On 5th July 2004 the AB issued the Goettingen Declaration on Copyright for Education and Research, which argued that "In a digitised and networked information society, access to information worldwide for the purpose of education and science must be guaranteed at all times and from any place."

By now the research community had concluded that, whatever similarities the case for OA may appear to share with the case being made by media companies, and whatever the merits or demerits of the arguments used by media companies in pressing for stronger copyright laws, publicly-funded research should be treated as a special case.

From the ensuing debate emerged a proposal for a "Third Basket" — known as "The Education and Science Basket". At the centre of the discussion about the Third Basked was the issue of OA. As we saw, scholarly publishers disagree and the research community disagree over this. And the German Government appears still inclined to support the publishers' case.

Moreover, to the frustration of the OA movement, some researchers also appear not to get it yet. It was the distribution last year of a questionnaire to science organisations about the Third Basket by the German Federal Ministry of Justice, for instance, that sparked the Heidelberg Appeal. (AB's response to the questionnaire can be read here)

Petition

In its turn, The Heidelberg Appeal spurred a 31-year-old former chemist and now science journalist from Heidelberg, Lars Fischer, to launch an e-petition. Introduced on the Bundestag server last November, this proposed an amendment to the pending changes in German copyright law to require all scientific publications resulting from public funding to be made "openly accessible."

Speaking to me at the time, Fischer said that he had been offended by the Heidelberg Appeal. He added: "I learned that many scientists were as outraged as I was about the falsehoods in that document."

Did Fischer's e-petition play a role in the decision to propose a Commission? "I can only speculate," says Johannes Fournier of the German Research Foundation (DFG). But he adds that it "could be one reason for establishing the Enquete Commission right now."

Fischer also suspects there may be a connection. "I don't know for sure," he emailed me, "but when the petition was posted I contacted several local and federal politicians in all major parties and got a number of very encouraging responses, especially from within the CDU (thanks to science blogger Christian Reinboth, who is a local politician there). Moreover, the wording of the Commission proposal seems to relate the key argument of my petition. So I think it is likely that there is a connection."

Clearly, however, the Commission also has to be seen in the context of the wider debate about copyright. As Fournier points out, the proposal comes in the wake of the government's promise to "do further work on improving German copyright law."

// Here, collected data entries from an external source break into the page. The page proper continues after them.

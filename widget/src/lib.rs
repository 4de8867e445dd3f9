//! Non-DOM half of the triangle widget.
//!
//! A [`ChatSession`] owns the interaction controller and the chat transcript,
//! and resolves chat questions through a local or remote tutor.

pub mod error;
pub mod remote;
pub mod source;
pub mod session;

pub use error::ChatError;
pub use remote::RemoteTutor;
pub use session::ChatSession;
pub use source::TutorSource;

Fournier adds: "Last year the Federal Ministry of Justice asked stakeholders for their suggestions on copyright improvement. Their responses had to be in by mid-June 2009, so at least some of the topics for the Enquete Commission have probably resulted from that enquiry."

Confused and conflated

As we've said, the Heidelberg Appeal was an oddly confused document. It is, however, a good example of the way in which quite different issues are often conflated — either through ignorance or, frequently, as part of a deliberate attempt to throw sand in the eyes of opponents by means of "FUD".

In their attempts to derail the OA movement, Scholarly publishers have been as guilty of FUD as anyone. They have argued, for instance, that OA will lead to "socialised science"; that "public access equals government censorship"; and that OA will cause the financial collapse of the scholarly publishing industry, and so the destruction of peer review.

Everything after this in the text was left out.